Powołanie tymczasowego rządu Mateusza Morawieckiego na dwa tygodnie nie zmienia planów większości rządzącej. - Jesteśmy poważnymi ludźmi, więc niech PiS robi sobie przez te dwa tygodnie, co tylko chce. My jesteśmy w pełni gotowi do przejęcia władzy i wzięcia odpowiedzialności – mówi w rozmowie z WP ważny polityk PO, dopytywany o to, czy rząd Morawieckiego przyspieszy prezentację rządu Donalda Tuska.
- Pełen skład zostanie pokazany Sejmowi, bo tego wymaga szacunek do izby - powtarzają politycy Trzeciej Drogi i w tym samym tonie mówi marszałek Sejmu. - Oni tworzą rząd na dwa tygodnie. Rząd, który tak naprawdę nie zrobi w Polsce nic, bo za dwa tygodnie będzie nowy rząd, a ten rząd odejdzie z odprawami i tyle będzie tego rządzenia - stwierdził Szymon Hołownia.
Nowy rząd Morawieckiego - "na godziny"
- To jest rząd powołany na godziny, dokładnie na 336 godzin, a my nie zmarnujemy tego czasu. Wchodzimy z kontrolą do nowej minister kultury Dominiki Chorosińskiej, która będzie musiała odpowiedzieć, kto stoi za zmianami statutów TVP, PAP i Polskiego Radia, by nikt ich nie mógł ruszyć. To jest próba zabetonowania tych miejsc – komentuje w WP Dariusz Joński.

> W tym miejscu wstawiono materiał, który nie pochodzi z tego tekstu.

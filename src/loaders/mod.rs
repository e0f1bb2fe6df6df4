// Document loaders
// Turn a file on disk into plain text, selected by file extension

mod csv;
mod docx;
mod html;
mod pdf;
mod text;


use std::collections::BTreeMap;
use std::path::Path;
use std::sync::Arc;

use tracing::debug;

pub use csv::CsvLoader;
pub use docx::DocxLoader;
pub use html::HtmlLoader;
pub use pdf::PdfLoader;
pub use text::{MarkdownLoader, PlainTextLoader};

use crate::{DocsError, Result};

/// Converts one file format to plain text
pub trait DocumentLoader: Send + Sync {
    /// Lowercase extensions this loader handles, without the dot
    fn extensions(&self) -> &'static [&'static str];

    fn load(&self, path: &Path) -> Result<String>;
}

/// Extension-keyed set of loaders
#[derive(Clone, Default)]
pub struct LoaderRegistry {
    loaders: BTreeMap<String, Arc<dyn DocumentLoader>>,
}

impl LoaderRegistry {
    #[inline]
    pub fn new() -> Self {
        Self::default()
    }

    /// Registry with every built-in format
    #[inline]
    pub fn with_defaults() -> Self {
        let mut registry = Self::new();
        registry.register(Arc::new(PlainTextLoader));
        registry.register(Arc::new(MarkdownLoader));
        registry.register(Arc::new(CsvLoader));
        registry.register(Arc::new(DocxLoader));
        registry.register(Arc::new(HtmlLoader));
        registry.register(Arc::new(PdfLoader));
        registry
    }

    /// Register a loader for all of its extensions, replacing earlier ones
    #[inline]
    pub fn register(&mut self, loader: Arc<dyn DocumentLoader>) {
        for ext in loader.extensions() {
            self.loaders.insert(ext.to_lowercase(), Arc::clone(&loader));
        }
    }

    #[inline]
    pub fn supports(&self, path: &Path) -> bool {
        self.loader_for(path).is_some()
    }

    #[inline]
    pub fn extensions(&self) -> impl Iterator<Item = &str> {
        self.loaders.keys().map(String::as_str)
    }

    #[inline]
    pub fn loader_for(&self, path: &Path) -> Option<&dyn DocumentLoader> {
        let ext = path.extension()?.to_str()?.to_lowercase();
        self.loaders.get(&ext).map(AsRef::as_ref)
    }

    #[inline]
    pub fn load(&self, path: &Path) -> Result<String> {
        let loader = self.loader_for(path).ok_or_else(|| DocsError::Loader {
            path: path.to_path_buf(),
            reason: "unsupported file type".to_string(),
        })?;

        let text = loader.load(path)?;
        debug!("Loaded {} chars from {}", text.chars().count(), path.display());
        Ok(text)
    }
}

pub(crate) fn read_bytes(path: &Path) -> Result<Vec<u8>> {
    std::fs::read(path).map_err(|e| loader_error(path, e))
}

/// Decode as UTF-8, falling back to Latin-1 for legacy files
pub(crate) fn decode_text(bytes: Vec<u8>) -> String {
    match String::from_utf8(bytes) {
        Ok(text) => text,
        Err(e) => e.into_bytes().iter().map(|&b| char::from(b)).collect(),
    }
}

pub(crate) fn loader_error(path: &Path, reason: impl ToString) -> DocsError {
    DocsError::Loader {
        path: path.to_path_buf(),
        reason: reason.to_string(),
    }
}
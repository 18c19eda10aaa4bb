//! Session state visible to other sessions
//!
//! A publisher's media is fanned out by its own connection task, which has
//! to reach the players' outbound queues and role flags. That part of a
//! session lives here behind an `Arc`, registered in the
//! [`Registry`](crate::registry::Registry). Lock order is registry before
//! session, and a task never holds two session locks at once.

use std::collections::BTreeSet;
use std::net::SocketAddr;
use std::sync::{Mutex, MutexGuard, PoisonError};

use bytes::Bytes;
use tokio::sync::mpsc;

use super::info::{QueryArgs, StreamInfo};
use crate::events::{EventKind, EventSender, RelayEvent};
use crate::media::GopCache;
use crate::protocol::chunk::{ChunkEncoder, RtmpChunk};
use crate::protocol::constants::LEVEL_STATUS;
use crate::protocol::message::{Command, ControlMessage, UserControlEvent};

pub type SessionId = u64;

/// Writes queued for a connection's writer task
#[derive(Debug)]
pub enum Outgoing {
    Data(Bytes),
    Flush,
    Close,
}

/// Sending half of a connection's outbound queue
///
/// The queue is unbounded: a slow player accumulates bytes and never slows
/// the publisher. A passive outbound drops everything; it is used when the
/// peer is served by the ingest host.
#[derive(Debug, Clone)]
pub struct Outbound(Option<mpsc::UnboundedSender<Outgoing>>);

impl Outbound {
    pub fn new(tx: mpsc::UnboundedSender<Outgoing>) -> Self {
        Self(Some(tx))
    }

    pub fn channel() -> (Self, mpsc::UnboundedReceiver<Outgoing>) {
        let (tx, rx) = mpsc::unbounded_channel();
        (Self::new(tx), rx)
    }

    pub fn passive() -> Self {
        Self(None)
    }

    pub fn is_passive(&self) -> bool {
        self.0.is_none()
    }

    /// Queue bytes; a no-op once the writer is gone
    pub fn send(&self, data: Bytes) {
        self.push(Outgoing::Data(data));
    }

    pub fn flush(&self) {
        self.push(Outgoing::Flush);
    }

    pub fn close(&self) {
        self.push(Outgoing::Close);
    }

    fn push(&self, item: Outgoing) {
        if let Some(tx) = &self.0 {
            let _ = tx.send(item);
        }
    }
}

/// Cached media a joining player receives before live data
#[derive(Debug, Default)]
pub struct MediaCache {
    /// Chunked `onMetaData`
    pub metadata: Option<Bytes>,
    /// Raw AAC sequence header tag
    pub aac_sequence_header: Option<Bytes>,
    /// Raw AVC/HEVC sequence header tag
    pub avc_sequence_header: Option<Bytes>,
    pub gop: Option<GopCache>,
    /// Timestamp of the last media message
    pub clock: u32,
}

/// Role flags and stream bookkeeping, guarded by the session mutex
#[derive(Debug)]
pub struct SharedState {
    /// Cleared once by `stop`
    pub alive: bool,
    pub publishing: bool,
    pub playing: bool,
    pub idling: bool,
    pub paused: bool,
    pub receive_audio: bool,
    pub receive_video: bool,

    pub publish_stream_id: u32,
    pub publish_path: String,
    pub publish_args: QueryArgs,
    pub play_stream_id: u32,
    pub play_path: String,
    pub play_args: QueryArgs,

    /// Sessions playing this session's stream
    pub players: BTreeSet<SessionId>,
    /// Writes since the last explicit flush
    pub play_cache: u32,
    pub media: MediaCache,
}

impl Default for SharedState {
    fn default() -> Self {
        Self {
            alive: true,
            publishing: false,
            playing: false,
            idling: false,
            paused: false,
            receive_audio: true,
            receive_video: true,
            publish_stream_id: 0,
            publish_path: String::new(),
            publish_args: QueryArgs::new(),
            play_stream_id: 0,
            play_path: String::new(),
            play_args: QueryArgs::new(),
            players: BTreeSet::new(),
            play_cache: 0,
            media: MediaCache::default(),
        }
    }
}

impl SharedState {
    /// Publish path when publishing, otherwise the play path
    pub fn stream_path(&self) -> (&str, &QueryArgs) {
        if !self.publish_path.is_empty() {
            (&self.publish_path, &self.publish_args)
        } else {
            (&self.play_path, &self.play_args)
        }
    }
}

/// Writes between explicit flushes during fan-out
pub const PLAY_CACHE_BATCH: u32 = 10;

#[derive(Debug)]
pub struct SessionShared {
    id: SessionId,
    peer_addr: SocketAddr,
    local_port: u16,
    remote: bool,
    outbound: Outbound,
    events: EventSender,
    encoder: ChunkEncoder,
    state: Mutex<SharedState>,
}

impl SessionShared {
    pub fn new(
        id: SessionId,
        peer_addr: SocketAddr,
        local_port: u16,
        remote: bool,
        outbound: Outbound,
        events: EventSender,
        encoder: ChunkEncoder,
    ) -> Self {
        Self {
            id,
            peer_addr,
            local_port,
            remote,
            outbound,
            events,
            encoder,
            state: Mutex::new(SharedState::default()),
        }
    }

    pub fn id(&self) -> SessionId {
        self.id
    }

    pub fn peer_addr(&self) -> SocketAddr {
        self.peer_addr
    }

    pub fn local_port(&self) -> u16 {
        self.local_port
    }

    pub fn is_remote(&self) -> bool {
        self.remote
    }

    pub fn encoder(&self) -> &ChunkEncoder {
        &self.encoder
    }

    pub fn outbound(&self) -> &Outbound {
        &self.outbound
    }

    pub fn lock(&self) -> MutexGuard<'_, SharedState> {
        self.state.lock().unwrap_or_else(PoisonError::into_inner)
    }

    pub fn send_bytes(&self, data: Bytes) {
        self.outbound.send(data);
    }

    pub fn send_chunk(&self, chunk: &RtmpChunk) {
        self.outbound.send(self.encoder.encode(chunk));
    }

    pub fn send_control(&self, message: ControlMessage) {
        self.send_chunk(&message.to_chunk());
    }

    pub fn send_command(&self, command: &Command) {
        self.send_chunk(&command.to_chunk());
    }

    pub fn send_status(&self, stream_id: u32, level: &str, code: &str, description: &str) {
        self.send_command(&Command::on_status(stream_id, level, code, description));
    }

    pub fn send_stream_status(&self, stream_id: u32, code: &str, description: &str) {
        self.send_status(stream_id, LEVEL_STATUS, code, description);
    }

    pub fn send_stream_begin(&self, stream_id: u32) {
        self.send_control(ControlMessage::UserControl(UserControlEvent::StreamBegin(stream_id)));
    }

    pub fn send_stream_eof(&self, stream_id: u32) {
        self.send_control(ControlMessage::UserControl(UserControlEvent::StreamEof(stream_id)));
    }

    pub fn stream_info(&self, state: &SharedState) -> StreamInfo {
        let (path, query) = state.stream_path();
        StreamInfo::new(self.id, path, query.clone(), self.peer_addr.ip(), self.local_port)
    }

    /// Emit for a path not yet committed to the state
    pub fn emit_for(&self, path: &str, query: &QueryArgs, kind: EventKind) {
        self.events.emit(RelayEvent {
            remote: self.remote,
            stream: StreamInfo::new(self.id, path, query.clone(), self.peer_addr.ip(), self.local_port),
            kind,
        });
    }

    pub fn emit(&self, state: &SharedState, kind: EventKind) {
        self.events.emit(RelayEvent {
            remote: self.remote,
            stream: self.stream_info(state),
            kind,
        });
    }
}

Dalsza część artykułu pod materiałem wideo
- Do północy powołamy komisje śledcze, które zaraz będą mogły ruszyć, więc sporą część polityków PiS widzę jako świadków przed komisjami. Niech sobie lepiej przypomną, jak łamali prawo, jak wyprowadzali środki, dlatego mało mnie interesuje, co teraz opowiadają o swoich pomysłach, a bardziej interesuje mnie rozliczenie ich i budowa uczciwego państwa - dodaje poseł Koalicji Obywatelskiej.
- To czas na przedłużanie umów, na rozkradanie państwa, na wchodzenie do różnych ciał. Na dojenie po prostu. Nie mam ochoty patrzeć na rzeczy złe, bo napatrzyłem się na rzeczy złe - tak o tymczasowym rządzie mówił w Sejmie Włodzimierz Czarzasty, - Jak chcę oglądać kabaret, to już nawet Polsatu nie włączam - dodał wicemarszałek Sejmu dopytywany o dużą liczbę kobiet w chwilowym gabinecie.
Mateusz Morawiecki od nowej większości sejmowej domaga się podjęcia projektów ustaw autorstwa odchodzącego rządu i PiS. - Wygląda na to, że zamrażarka sejmowa w gabinecie Szymona Hołowni ma się całkiem dobrze i wciąż działa. Kluczowe dla portfeli polskich rodzin projekty ustaw – o cenach prądu, żywności i wakacjach kredytowych wciąż czekają na głosowanie. Musimy działać teraz! – napisał w mediach społecznościowych - po czym to samo przekazał w trakcie obrad na sali plenarnej.
- Panie Marszałku – po raz kolejny wnoszę o rozmowę w cztery oczy i większą odpowiedzialność. Zajmijmy się najważniejszymi dla Polaków sprawami – a nie robieniem show – dodał szef rządu.